What I discovered as I deliberated my choices is that I like opening doors in public places and private residences for friends and strangers.

More than that, I liked the fact that I was the kind of person who opened doors, who lets people cut ahead in the grocery store, who says please and thank you.  By looking exclusively for acknowledgment, I was depriving myself of the joy of the act of kindness— and that joy is something I give to me.

Now, before we go any further, let me reveal that I am not always courteous. (Quelle surprise!)

I am quite capable of being rude, especially in public with aggressive drivers, and most certainly by my own tendency for internal distraction both in private and public. And distraction is probably the root reason why people did not (and still do not) acknowledge that it is my hand that is holding open the door. We are all human. All of us. Every single one. Wait. Maybe…? No, it’s all of us.

I really, really try to be kind and aware, but I am really, really human.  Excessively, embarrassingly so— and I am assuming, if you are reading this confession, you also feel all too human in your interactions with folks.  (So, hello there, fellow human!  Let me hold that door open for you!  Watch me yell at you when you tailgate with your car!)

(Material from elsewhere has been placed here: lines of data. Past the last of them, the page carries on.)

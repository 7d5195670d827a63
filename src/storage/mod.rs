pub mod assignments;
pub mod aux_state;
pub mod chunks;
pub mod day;
pub mod layout;
pub mod snapshot;

pub use assignments::{AssignmentTable, CameraAssignment, CameraId, DayAssignments, MAX_MAT, MAX_POS};
pub use aux_state::{DayMats, Mat, MatId, MatPatch, MatTable, Player, PlayerId, PlayerTable};
pub use chunks::ChunkIndex;
pub use day::Day;
pub use layout::DataLayout;
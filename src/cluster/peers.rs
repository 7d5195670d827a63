use super::coordinator::Coordinator;
use super::node::{NodeId, Peer};
use super::transport::PeerRequest;

/// Which of the fixed node ids are currently reachable peers.
pub struct PeerRegistry<'a> {
    coordinator: &'a Coordinator,
}

impl<'a> PeerRegistry<'a> {
    pub(crate) fn new(coordinator: &'a Coordinator) -> Self {
        Self { coordinator }
    }

    pub fn is_known(&self, node_id: NodeId) -> bool {
        self.coordinator.tables().peers.contains_key(&node_id)
    }

    pub fn mark_retry(&self, node_id: NodeId) {
        if let Some(peer) = self.coordinator.tables().peers.get_mut(&node_id) {
            peer.retry = true;
        }
    }

    fn is_valid_peer(&self, node_id: NodeId) -> bool {
        let config = self.coordinator.config();
        node_id != config.node_id && (1..=config.max_nodes).contains(&node_id)
    }

    pub async fn probe_reachable(&self, node_id: NodeId) -> bool {
        let host = self.coordinator.config().node_host(node_id);
        self.coordinator.prober().probe(&host).await
    }

    /// Register a peer after a recording-flag handshake.
    ///
    /// No-op for a known peer that is not marked for retry. A disagreement on
    /// the recording flag is settled towards `true`. Handshake failures leave
    /// the peer absent; a join whose flag push failed is evicted again.
    pub async fn add_peer(&self, node_id: NodeId) {
        if !self.is_valid_peer(node_id) {
            return;
        }

        let needs_handshake = {
            let tables = self.coordinator.tables();
            tables.peers.get(&node_id).map_or(true, |p| p.retry)
        };
        if !needs_handshake {
            return;
        }

        let replication = self.coordinator.replication();
        let timeout = self.coordinator.config().call_timeout();

        let remote = match replication
            .call_one(node_id, PeerRequest::GetRecording, timeout)
            .await
            .and_then(|r| r.into_recording())
        {
            Ok(recording) => recording,
            Err(e) => {
                tracing::debug!("[PEER] Handshake with srv{} failed: {}", node_id, e);
                return;
            }
        };

        let local = self.coordinator.recording().get();
        let mut retry = false;
        if remote && !local {
            tracing::info!("[PEER] srv{} is recording, switching recording on", node_id);
            if let Err(e) = self.coordinator.recording().apply(true) {
                tracing::error!("[PEER] Failed to switch recording on: {}", e);
            }
        } else if local && !remote {
            tracing::info!("[PEER] srv{} is idle, switching its recording on", node_id);
            let pushed = replication
                .call_one(node_id, PeerRequest::PutRecording { recording: true }, timeout)
                .await;
            retry = pushed.is_err();
        }

        {
            let mut tables = self.coordinator.tables();
            let peer = tables.peers.entry(node_id).or_insert_with(|| Peer::new(node_id));
            peer.retry = retry;
        }
        tracing::info!("[PEER] ADDING srv{}", node_id);

        self.coordinator.reconcile().await;

        let failed = {
            let tables = self.coordinator.tables();
            tables.peers.get(&node_id).map_or(false, |p| p.retry)
        };
        if failed {
            tracing::warn!("[PEER] srv{} failed to join", node_id);
            self.remove_peer(node_id).await;
        }
    }

    /// Evict a peer together with the cameras it owned, then reconcile.
    pub async fn remove_peer(&self, node_id: NodeId) {
        let removed = {
            let mut tables = self.coordinator.tables();
            let removed = tables.peers.remove(&node_id).is_some();
            tables.ownership.retain(|_, entry| entry.owner != Some(node_id));
            removed
        };

        if removed {
            tracing::info!("[PEER] DELETING srv{}", node_id);
            self.coordinator.reconcile().await;
        }
    }

    /// One liveness step: join if reachable, evict if a known peer stops
    /// answering.
    pub async fn visit(&self, node_id: NodeId) {
        if !self.is_valid_peer(node_id) {
            return;
        }

        if self.probe_reachable(node_id).await {
            self.add_peer(node_id).await;
        }

        if self.is_known(node_id) {
            let timeout = self.coordinator.config().call_timeout();
            let check = self
                .coordinator
                .replication()
                .call_one(node_id, PeerRequest::ListDays, timeout)
                .await;
            if check.is_err() {
                self.remove_peer(node_id).await;
            }
        }
    }
}
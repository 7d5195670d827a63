use axum::extract::{Json, Path, State};

use super::system::{parse_day, AppState};
use crate::cluster::{Origin, PeerRequest, PeerResponse};
use crate::error::CamError;
use crate::storage::{CameraAssignment, CameraId};

pub async fn list_days(
    State(state): State<AppState>,
    origin: Origin,
) -> Result<PeerResponse, CamError> {
    state.coordinator.handle(PeerRequest::ListDays, origin).await
}

pub async fn get_day_assignments(
    State(state): State<AppState>,
    origin: Origin,
    Path(day): Path<String>,
) -> Result<PeerResponse, CamError> {
    let day = parse_day(&day)?;
    state.coordinator.handle(PeerRequest::GetAssignments { day }, origin).await
}

pub async fn get_assignment(
    State(state): State<AppState>,
    origin: Origin,
    Path((day, camera_id)): Path<(String, CameraId)>,
) -> Result<PeerResponse, CamError> {
    let day = parse_day(&day)?;
    state
        .coordinator
        .handle(PeerRequest::GetAssignment { day, camera_id }, origin)
        .await
}

pub async fn post_assignment(
    State(state): State<AppState>,
    origin: Origin,
    Path((day, camera_id)): Path<(String, CameraId)>,
    Json(body): Json<CameraAssignment>,
) -> Result<PeerResponse, CamError> {
    let day = parse_day(&day)?;
    state
        .coordinator
        .handle(PeerRequest::PostAssignment { day, camera_id, body }, origin)
        .await
}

Well, I try.  And so do you.

As this world becomes more populated and as our expectations become even more frantic and convoluted (according to popular magazines, which I’m disinclined to read these days),  I think it’s easy to get caught up in expectation and in self-righteousness, and to forget that kindness is the gift we give ourselves as much as we give the gesture of kindness to our fellow persons.

And I’d like to think I’ve shimmied out of that cheap ball gown of righteous indignation in exchange for wearing the jeans of personal security and the sweater of self-respect.

But, if you see me wearing the beret of false humility, do me a favor?  Just quietly remove it and let me hold the door open for you.  Thanks.

*It has been graciously pointed out to me that for some of you? The Ball Gown metaphor isn’t working.

To remedy this oversight, I offer you…:

The Polyester Band Uniform of Righteous Indignation!

Although my original choice to enjoy my own kindness was prompted by personal awareness, writer Gretchen Rubin has written elegantly about this specific issue in her book The Happiness Project.  I have to tell you when I read the chapter on gold stars I laughed my head off.

David Foster Wallace, (rest in peace), wrote this beautiful speech called“This Is Water” on a similar, and broader scope.  I read this essay often, and it keeps me focused on the mystery of the unseen reasons for human foible.  (D.F.W., I miss you so much.)